◆ **Exercise requirements**:
The data below is to be set down exactly.

===== Records for processing =====

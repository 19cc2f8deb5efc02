use anyhow::{anyhow, Result};

use crate::config::DetectorSettings;
use crate::detect::result::{Detection, DetectionResult, ObjectClass};

/// Decides whether a detector result contains a qualifying detection.
///
/// A candidate qualifies when its confidence exceeds the threshold, it
/// survives greedy non-max suppression against all other candidates, and its
/// class is the target class.
#[derive(Clone, Debug)]
pub struct DetectionFilter {
    pub confidence_threshold: f32,
    pub nms_threshold: f32,
    pub target: ObjectClass,
}

impl DetectionFilter {
    pub fn new(confidence_threshold: f32, nms_threshold: f32, target: ObjectClass) -> Self {
        Self {
            confidence_threshold,
            nms_threshold,
            target,
        }
    }

    pub fn from_settings(settings: &DetectorSettings) -> Result<Self> {
        let target = ObjectClass::from_label(&settings.target_class);
        if target == ObjectClass::Unknown {
            return Err(anyhow!(
                "unsupported detector target class '{}'",
                settings.target_class
            ));
        }
        Ok(Self::new(
            settings.confidence_threshold,
            settings.nms_threshold,
            target,
        ))
    }

    /// Candidates above the confidence threshold that survive suppression,
    /// highest confidence first. Suppression runs across all classes.
    pub fn suppress(&self, result: &DetectionResult) -> Vec<Detection> {
        let mut candidates: Vec<&Detection> = result
            .detections
            .iter()
            .filter(|d| d.confidence > self.confidence_threshold)
            .collect();
        candidates.sort_by(|a, b| b.confidence.total_cmp(&a.confidence));

        let mut kept: Vec<Detection> = Vec::new();
        for candidate in candidates {
            if kept
                .iter()
                .all(|k| iou(k, candidate) <= self.nms_threshold)
            {
                kept.push(candidate.clone());
            }
        }
        kept
    }

    /// The strongest surviving detection of the target class, if any.
    pub fn qualify(&self, result: &DetectionResult) -> Option<Detection> {
        self.suppress(result)
            .into_iter()
            .find(|d| d.class == self.target)
    }
}

/// Intersection over union of two boxes.
pub fn iou(a: &Detection, b: &Detection) -> f32 {
    let left = a.x.max(b.x);
    let top = a.y.max(b.y);
    let right = (a.x + a.w).min(b.x + b.w);
    let bottom = (a.y + a.h).min(b.y + b.h);
    let intersection = (right - left).max(0.0) * (bottom - top).max(0.0);
    let union = a.area() + b.area() - intersection;
    if union <= 0.0 {
        0.0
    } else {
        intersection / union
    }
}
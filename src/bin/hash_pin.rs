//! hash_pin - produce an argon2 PHC string for a panel secret
//!
//! The output goes into `secrets.arm_toggle`, `secrets.sos` or
//! `secrets.resize` of the watchpost configuration.

use anyhow::{anyhow, Context, Result};
use clap::Parser;
use std::io::BufRead;
use zeroize::Zeroizing;

use watchpost::panel::{hash_secret, MAX_PIN_DIGITS};

#[derive(Parser, Debug)]
#[command(author, version, about = "Hash a watchpost panel PIN")]
struct Args {
    /// PIN to hash. Read from stdin when omitted.
    pin: Option<String>,
}

fn main() -> Result<()> {
    env_logger::Builder::from_env(env_logger::Env::default().default_filter_or("warn")).init();
    let args = Args::parse();

    let pin = Zeroizing::new(match args.pin {
        Some(pin) => pin,
        None => {
            let mut line = String::new();
            std::io::stdin()
                .lock()
                .read_line(&mut line)
                .context("read PIN from stdin")?;
            line.trim().to_string()
        }
    });
    validate_pin(&pin)?;

    println!("{}", hash_secret(&pin)?);
    Ok(())
}

fn validate_pin(pin: &str) -> Result<()> {
    if pin.is_empty() || pin.len() > MAX_PIN_DIGITS || !pin.chars().all(|c| c.is_ascii_digit()) {
        return Err(anyhow!(
            "PIN must be 1 to {} digits; longer entries cannot be typed on the panel",
            MAX_PIN_DIGITS
        ));
    }
    Ok(())
}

=====

◆ **Written reply**:
repository 19cc2f8deb5efc02
use anyhow::{anyhow, Result};

use crate::config::DetectorSettings;
use crate::detect::result::{Detection, DetectionResult, ObjectClass};

/// Decides whether a detector result contains a qualifying detection.
///
/// A candidate qualifies when its confidence exceeds the threshold, it
/// survives greedy non-max suppression against all other candidates, and its
/// class is the target class.
#[derive(Clone, Debug)]
pub struct DetectionFilter {
    pub confidence_threshold: f32,
    pub nms_threshold: f32,
    pub target: ObjectClass,
}

impl DetectionFilter {
    pub fn new(confidence_threshold: f32, nms_threshold: f32, target: ObjectClass) -> Self {
        Self {
            confidence_threshold,
            nms_threshold,
            target,
        }
    }

    pub fn from_settings(settings: &DetectorSettings) -> Result<Self> {
        let target = ObjectClass::from_label(&settings.target_class);
        if target == ObjectClass::Unknown {
            return Err(anyhow!(
                "unsupported detector target class '{}'",
                settings.target_class
            ));
        }
        Ok(Self::new(
            settings.confidence_threshold,
            settings.nms_threshold,
            target,
        ))
    }

    /// Candidates above the confidence threshold that survive suppression,
    /// highest confidence first. Suppression runs across all classes.
    pub fn suppress(&self, result: &DetectionResult) -> Vec<Detection> {
        let mut candidates: Vec<&Detection> = result
            .detections
            .iter()
            .filter(|d| d.confidence > self.confidence_threshold)
            .collect();
        candidates.sort_by(|a, b| b.confidence.total_cmp(&a.confidence));

        let mut kept: Vec<Detection> = Vec::new();
        for candidate in candidates {
            if kept
                .iter()
                .all(|k| iou(k, candidate) <= self.nms_threshold)
            {
                kept.push(candidate.clone());
            }
        }
        kept
    }

    /// The strongest surviving detection of the target class, if any.
    pub fn qualify(&self, result: &DetectionResult) -> Option<Detection> {
        self.suppress(result)
            .into_iter()
            .find(|d| d.class == self.target)
    }
}

/// Intersection over union of two boxes.
pub fn iou(a: &Detection, b: &Detection) -> f32 {
    let left = a.x.max(b.x);
    let top = a.y.max(b.y);
    let right = (a.x + a.w).min(b.x + b.w);
    let bottom = (a.y + a.h).min(b.y + b.h);
    let intersection = (right - left).max(0.0) * (bottom - top).max(0.0);
    let union = a.area() + b.area() - intersection;
    if union <= 0.0 {
        0.0
    } else {
        intersection / union
    }
}
filename src/bin/hash_pin.rs
//! hash_pin - produce an argon2 PHC string for a panel secret
//!
//! The output goes into `secrets.arm_toggle`, `secrets.sos` or
//! `secrets.resize` of the watchpost configuration.

use anyhow::{anyhow, Context, Result};
use clap::Parser;
use std::io::BufRead;
use zeroize::Zeroizing;

use watchpost::panel::{hash_secret, MAX_PIN_DIGITS};

#[derive(Parser, Debug)]
#[command(author, version, about = "Hash a watchpost panel PIN")]
struct Args {
    /// PIN to hash. Read from stdin when omitted.
    pin: Option<String>,
}

fn main() -> Result<()> {
    env_logger::Builder::from_env(env_logger::Env::default().default_filter_or("warn")).init();
    let args = Args::parse();

    let pin = Zeroizing::new(match args.pin {
        Some(pin) => pin,
        None => {
            let mut line = String::new();
            std::io::stdin()
                .lock()
                .read_line(&mut line)
                .context("read PIN from stdin")?;
            line.trim().to_string()
        }
    });
    validate_pin(&pin)?;

    println!("{}", hash_secret(&pin)?);
    Ok(())
}

fn validate_pin(pin: &str) -> Result<()> {
    if pin.is_empty() || pin.len() > MAX_PIN_DIGITS || !pin.chars().all(|c| c.is_ascii_digit()) {
        return Err(anyhow!(
            "PIN must be 1 to {} digits; longer entries cannot be typed on the panel",
            MAX_PIN_DIGITS
        ));
    }
    Ok(())
}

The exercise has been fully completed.